La technologie est devenue l’objet d’un culte
par Renaud Garcia
Entretien inédit pour le site de Ballast
La mobilisation des gilets jaunes et la 5G, le dérèglement climatique et les fédérations libertaires, l’écofascisme et les zombies que nous serions devenus : quel est le lien ? Un philosophe, Renaud Garcia. Décroissant, il invite les partisans de l’anarchisme, du marxisme hétérodoxe et de l’écologie sociale à contribuer à la construction d’espaces populaires à même d’augmenter l’autonomie collective et individuelle. Son dernier essai, Le Sens des limites, a paru en 2018 : il réhabilite le quotidien, les affects et le sensible contre l’abstraction du capitalisme techno-productiviste et managérial — et propose une politique d’émancipation bâtie autour de communautés locales articulées.
Enthousiaste et lucide : voilà comment vous avez qualifié votre regard sur le soulèvement des gilets jaunes au mois de décembre 2018. Six mois plus tard, quel est-il ?

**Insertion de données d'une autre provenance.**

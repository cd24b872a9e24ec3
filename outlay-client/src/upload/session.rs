//! Per-receipt upload state.

use bytes::Bytes;
use outlay_core::{ExpenseId, SignedDestination};
use std::fmt;
use std::path::Path;
use tracing::info;

/// Phase of the upload that failed.
#[derive(Debug, Clone, Copy, PartialEq, Eq)]
pub enum Stage {
    Sign,
    Transfer,
    Attach,
}

impl fmt::Display for Stage {
    fn fmt(&self, f: &mut fmt::Formatter<'_>) -> fmt::Result {
        f.write_str(match self {
            Self::Sign => "sign",
            Self::Transfer => "transfer",
            Self::Attach => "attach",
        })
    }
}

/// Upload lifecycle. Phases run strictly in order; `Failed` is reachable
/// from every non-terminal phase.
#[derive(Debug, Clone, PartialEq, Eq)]
pub enum UploadPhase {
    Signing,
    Transferring,
    Attaching,
    Done,
    Failed { stage: Stage, reason: String },
}

impl UploadPhase {
    pub fn is_terminal(&self) -> bool {
        matches!(self, Self::Done | Self::Failed { .. })
    }

    pub fn can_transition_to(&self, next: &UploadPhase) -> bool {
        match (self, next) {
            (Self::Signing, Self::Transferring)
            | (Self::Transferring, Self::Attaching)
            | (Self::Attaching, Self::Done) => true,
            (from, Self::Failed { .. }) => !from.is_terminal(),
            _ => false,
        }
    }

    /// Stage a failure in this phase is attributed to.
    pub fn stage(&self) -> Option<Stage> {
        match self {
            Self::Signing => Some(Stage::Sign),
            Self::Transferring => Some(Stage::Transfer),
            Self::Attaching => Some(Stage::Attach),
            Self::Done => None,
            Self::Failed { stage, .. } => Some(*stage),
        }
    }
}

/// A receipt file read into memory.
#[derive(Debug, Clone, PartialEq)]
pub struct LocalFile {
    pub filename: String,
    pub content_type: Option<String>,
    pub bytes: Bytes,
}

impl LocalFile {
    pub fn new(filename: impl Into<String>, bytes: impl Into<Bytes>) -> Self {
        let filename = filename.into();
        let content_type = content_type_for(&filename).map(str::to_string);
        Self {
            filename,
            content_type,
            bytes: bytes.into(),
        }
    }

    pub fn with_content_type(mut self, content_type: impl Into<String>) -> Self {
        self.content_type = Some(content_type.into());
        self
    }

    /// Read `path` and infer the content type from its extension.
    pub async fn from_path(path: &Path) -> std::io::Result<Self> {
        let bytes = tokio::fs::read(path).await?;
        let filename = path
            .file_name()
            .map(|n| n.to_string_lossy().into_owned())
            .unwrap_or_default();
        Ok(Self::new(filename, bytes))
    }

    pub fn len(&self) -> usize {
        self.bytes.len()
    }

    pub fn is_empty(&self) -> bool {
        self.bytes.is_empty()
    }
}

/// Content type for common receipt formats.
pub fn content_type_for(filename: &str) -> Option<&'static str> {
    let (_, ext) = filename.rsplit_once('.')?;
    let content_type = match ext.to_ascii_lowercase().as_str() {
        "pdf" => "application/pdf",
        "png" => "image/png",
        "jpg" | "jpeg" => "image/jpeg",
        "gif" => "image/gif",
        "webp" => "image/webp",
        "heic" => "image/heic",
        "txt" => "text/plain",
        _ => return None,
    };
    Some(content_type)
}

/// One receipt upload for one expense. Owned by the caller that started it.
#[derive(Debug)]
pub struct UploadSession {
    expense_id: ExpenseId,
    file: LocalFile,
    content_type: String,
    phase: UploadPhase,
    destination: Option<SignedDestination>,
    history: Vec<UploadPhase>,
}

impl UploadSession {
    pub(crate) fn new(expense_id: ExpenseId, file: LocalFile, content_type: String) -> Self {
        Self {
            expense_id,
            file,
            content_type,
            phase: UploadPhase::Signing,
            destination: None,
            history: vec![UploadPhase::Signing],
        }
    }

    pub fn expense_id(&self) -> ExpenseId {
        self.expense_id
    }

    pub fn filename(&self) -> &str {
        &self.file.filename
    }

    pub fn content_type(&self) -> &str {
        &self.content_type
    }

    pub fn phase(&self) -> &UploadPhase {
        &self.phase
    }

    /// Every phase entered so far, in order.
    pub fn history(&self) -> &[UploadPhase] {
        &self.history
    }

    /// Object key issued by the signing endpoint, once signed.
    pub fn object_key(&self) -> Option<&str> {
        self.destination.as_ref().map(|d| d.key.as_str())
    }

    /// Signed write URL, once signed.
    pub fn destination(&self) -> Option<&str> {
        self.destination.as_ref().map(|d| d.upload_url.as_str())
    }

    pub(crate) fn body(&self) -> Bytes {
        self.file.bytes.clone()
    }

    pub(crate) fn signed(&mut self, destination: SignedDestination) {
        self.destination = Some(destination);
        self.enter(UploadPhase::Transferring);
    }

    pub(crate) fn transferred(&mut self) {
        self.enter(UploadPhase::Attaching);
    }

    pub(crate) fn attached(&mut self) {
        self.enter(UploadPhase::Done);
    }

    pub(crate) fn fail(&mut self, reason: impl Into<String>) {
        if let Some(stage) = self.phase.stage() {
            self.enter(UploadPhase::Failed {
                stage,
                reason: reason.into(),
            });
        }
    }

    fn enter(&mut self, next: UploadPhase) {
        debug_assert!(self.phase.can_transition_to(&next), "{:?} -> {:?}", self.phase, next);
        info!(expense_id = self.expense_id, from = ?self.phase, to = ?next, "Upload phase");
        self.history.push(next.clone());
        self.phase = next;
    }
}
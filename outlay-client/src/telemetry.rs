//! Tracing subscriber setup.

use crate::config::LogConfig;
use crate::error::{ClientError, ClientResult};
use tracing_subscriber::{layer::SubscriberExt, util::SubscriberInitExt, EnvFilter};

/// Install the global subscriber. `RUST_LOG` takes precedence over the
/// configured filter.
pub fn init_tracing(config: &LogConfig) -> ClientResult<()> {
    let env_filter =
        EnvFilter::try_from_default_env().unwrap_or_else(|_| EnvFilter::new(&config.filter));

    let registry = tracing_subscriber::registry().with(env_filter);
    let result = if config.json {
        registry
            .with(tracing_subscriber::fmt::layer().json().with_writer(std::io::stderr))
            .try_init()
    } else {
        registry
            .with(tracing_subscriber::fmt::layer().with_writer(std::io::stderr))
            .try_init()
    };
    result.map_err(|e| ClientError::Telemetry(e.to_string()))
}
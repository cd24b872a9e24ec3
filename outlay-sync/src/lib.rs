//! Outlay Sync - Optimistic Client Cache
//!
//! Keeps server-fetched collections in memory, applies speculative patches
//! while remote writes are in flight, and reconciles with server truth through
//! invalidation and refetch.
//!
//! One [`EntityCache`] is constructed per client session and injected into
//! the read path ([`ReadThroughCache`]) and the write path
//! ([`MutationCoordinator`]). Nothing here is global.

pub mod cache;
pub mod error;
pub mod mutation;

pub use cache::{
    CacheConfig, CacheEntry, CacheEvent, CacheKey, CacheRead, CacheStats, EntityCache, Freshness,
    KeyPart, OptimisticStart, ReadCompletion, ReadSource, ReadThroughCache, ReadTicket,
    RollbackOutcome, SnapshotToken,
};
pub use error::ConflictError;
pub use mutation::{Confirmed, MutationCoordinator, MutationFailed};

L’enthousiasme est toujours là. Ne serait-ce qu’en comparaison avec Nuit debout, voici un mouvement, bien moins « inclusif » et pénétré par les dernières trouvailles théoriques postmodernes1, qui n’a pas eu besoin des intellectuels pour s’organiser spontanément. Un mouvement également bien moins sympathique à la classe politique et journalistique. Par sa colère généreuse, il a réactivé les bases politiques de l’anarchisme : refus de la représentation et des porte-parole, critique radicale du gouvernement parlementaire, établissement d’un lieu ouvert — les « cabanes » — conférant une matérialité à la communauté, occupation ingénieuse et réhumanisante d’un non-lieu par excellence, le rond-point. Enfin, « conscientisation » par la pratique. Et pour ce qui est de la pratique, justement, on a pu noter lors des divers actes du samedi, dans de nombreuses villes et sous des formes différentes à chaque fois, un rapport à la violence tout à fait pragmatique et ciblé, ainsi qu’une façon proprement jubilatoire d’excéder les codes et habitudes des organisations syndicales, proprement médusées face à ce qu’un de mes amis nomme les « hordes d’or ».

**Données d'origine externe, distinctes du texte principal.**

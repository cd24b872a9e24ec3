//! Expense entity and its wire envelopes.

use crate::error::ValidationError;
use serde::{Deserialize, Serialize};
use std::sync::atomic::{AtomicI64, Ordering};

// ============================================================================
// IDENTITY
// ============================================================================

/// Server-assigned expense identifier.
///
/// Server ids are positive. Negative ids are provisional: they only ever
/// appear inside an optimistic patch and are replaced on the next refetch.
pub type ExpenseId = i64;

/// Generator for provisional (client-side, not yet confirmed) expense ids.
#[derive(Debug)]
pub struct ProvisionalIds {
    next: AtomicI64,
}

impl ProvisionalIds {
    pub fn new() -> Self {
        Self {
            next: AtomicI64::new(-1),
        }
    }

    /// Allocate a fresh provisional id. Never collides with a server id.
    pub fn allocate(&self) -> ExpenseId {
        self.next.fetch_sub(1, Ordering::Relaxed)
    }
}

impl Default for ProvisionalIds {
    fn default() -> Self {
        Self::new()
    }
}

// ============================================================================
// ENTITY
// ============================================================================

/// An expense as rendered by the client.
#[derive(Debug, Clone, PartialEq, Serialize, Deserialize)]
#[serde(rename_all = "camelCase")]
pub struct Expense {
    pub id: ExpenseId,
    pub title: String,
    pub amount: f64,
    /// Object key of the attached receipt. Older servers call this `fileUrl`.
    #[serde(default, alias = "fileUrl", skip_serializing_if = "Option::is_none")]
    pub file_reference: Option<String>,
}

impl Expense {
    /// Build the optimistic stand-in for an expense the server has not confirmed yet.
    pub fn provisional(id: ExpenseId, new: &NewExpense) -> Self {
        Self {
            id,
            title: new.title.clone(),
            amount: new.amount,
            file_reference: None,
        }
    }

    pub fn is_provisional(&self) -> bool {
        self.id < 0
    }

    pub fn has_receipt(&self) -> bool {
        self.file_reference.is_some()
    }
}

/// Unvalidated user input for a new expense.
#[derive(Debug, Clone, PartialEq)]
pub struct ExpenseDraft {
    pub title: String,
    pub amount: f64,
}

impl ExpenseDraft {
    pub fn new(title: impl Into<String>, amount: f64) -> Self {
        Self {
            title: title.into(),
            amount,
        }
    }

    /// Check the draft locally. The returned title is trimmed.
    pub fn validate(&self) -> Result<NewExpense, ValidationError> {
        let title = self.title.trim();
        if title.is_empty() {
            return Err(ValidationError::required("title"));
        }
        if !self.amount.is_finite() || self.amount <= 0.0 {
            return Err(ValidationError::invalid(
                "amount",
                "must be greater than 0",
            ));
        }
        Ok(NewExpense {
            title: title.to_string(),
            amount: self.amount,
        })
    }
}

/// A validated create request, as sent to `POST /expenses`.
#[derive(Debug, Clone, PartialEq, Serialize, Deserialize)]
pub struct NewExpense {
    title: String,
    amount: f64,
}

impl NewExpense {
    pub fn title(&self) -> &str {
        &self.title
    }

    pub fn amount(&self) -> f64 {
        self.amount
    }
}

// ============================================================================
// ENVELOPES
// ============================================================================

/// Body of `GET /expenses`.
#[derive(Debug, Clone, PartialEq, Default, Serialize, Deserialize)]
pub struct ExpenseList {
    pub expenses: Vec<Expense>,
}

impl ExpenseList {
    pub fn ids(&self) -> Vec<ExpenseId> {
        self.expenses.iter().map(|e| e.id).collect()
    }

    pub fn find(&self, id: ExpenseId) -> Option<&Expense> {
        self.expenses.iter().find(|e| e.id == id)
    }
}

/// Body of `GET /expenses/{id}`; `expense` is null when the id is unknown.
#[derive(Debug, Clone, PartialEq, Default, Serialize, Deserialize)]
pub struct ExpenseDetail {
    pub expense: Option<Expense>,
}

/// Body returned by create and patch endpoints.
#[derive(Debug, Clone, PartialEq, Serialize, Deserialize)]
pub struct ExpenseEnvelope {
    pub expense: Expense,
}

#[cfg(test)]
mod tests {
    use super::*;
    use proptest::prelude::*;

    #[test]
    fn test_validate_trims_title() {
        let new = ExpenseDraft::new("  Coffee  ", 4.0).validate().unwrap();
        assert_eq!(new.title(), "Coffee");
        assert_eq!(new.amount(), 4.0);
    }

    #[test]
    fn test_validate_rejects_blank_title() {
        let err = ExpenseDraft::new("   ", 4.0).validate().unwrap_err();
        assert_eq!(err, ValidationError::required("title"));
    }

    #[test]
    fn test_validate_rejects_nan_amount() {
        let err = ExpenseDraft::new("Coffee", f64::NAN).validate().unwrap_err();
        assert!(matches!(
            err,
            ValidationError::InvalidValue { ref field, .. } if field == "amount"
        ));
    }

    #[test]
    fn test_provisional_ids_are_negative_and_unique() {
        let ids = ProvisionalIds::new();
        let a = ids.allocate();
        let b = ids.allocate();
        assert!(a < 0 && b < 0);
        assert_ne!(a, b);
    }

    #[test]
    fn test_expense_accepts_legacy_file_url() {
        let json = serde_json::json!({
            "id": 3,
            "title": "Lunch",
            "amount": 12.5,
            "fileUrl": "receipts/3.png"
        });
        let expense: Expense = serde_json::from_value(json).unwrap();
        assert_eq!(expense.file_reference.as_deref(), Some("receipts/3.png"));
    }

    #[test]
    fn test_expense_serializes_camel_case() {
        let expense = Expense {
            id: 1,
            title: "Taxi".to_string(),
            amount: 20.0,
            file_reference: Some("k".to_string()),
        };
        let value = serde_json::to_value(&expense).unwrap();
        assert_eq!(value["fileReference"], "k");
    }

    #[test]
    fn test_detail_null_expense() {
        let detail: ExpenseDetail =
            serde_json::from_value(serde_json::json!({ "expense": null })).unwrap();
        assert!(detail.expense.is_none());
    }

    proptest! {
        #[test]
        fn prop_non_positive_amount_rejected(amount in -1_000_000.0f64..=0.0) {
            prop_assert!(ExpenseDraft::new("Coffee", amount).validate().is_err());
        }

        #[test]
        fn prop_positive_amount_with_title_accepted(
            title in "[a-zA-Z][a-zA-Z ]{0,20}",
            amount in 0.01f64..1_000_000.0,
        ) {
            let new = ExpenseDraft::new(title.clone(), amount).validate().unwrap();
            prop_assert_eq!(new.title(), title.trim());
        }
    }
}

Depuis, malgré un reflux — et encore, partiel en fonction des endroits — lors des manifestations, l’action des gilets jaunes a, me semble-t-il, fait sauter certaines digues auprès du grand public qui a sympathisé avec le mouvement : la conscience des exactions commises par la police de notre gouvernement « thatchérien de gauche » est désormais plus large, car documentée dans le détail ; la bêtise confondante de nos dirigeants ne l’est pas moins ; quant à la propagande médiatique, ses ressorts sont apparus plus nettement avec la couverture insensée des manifestations parisiennes.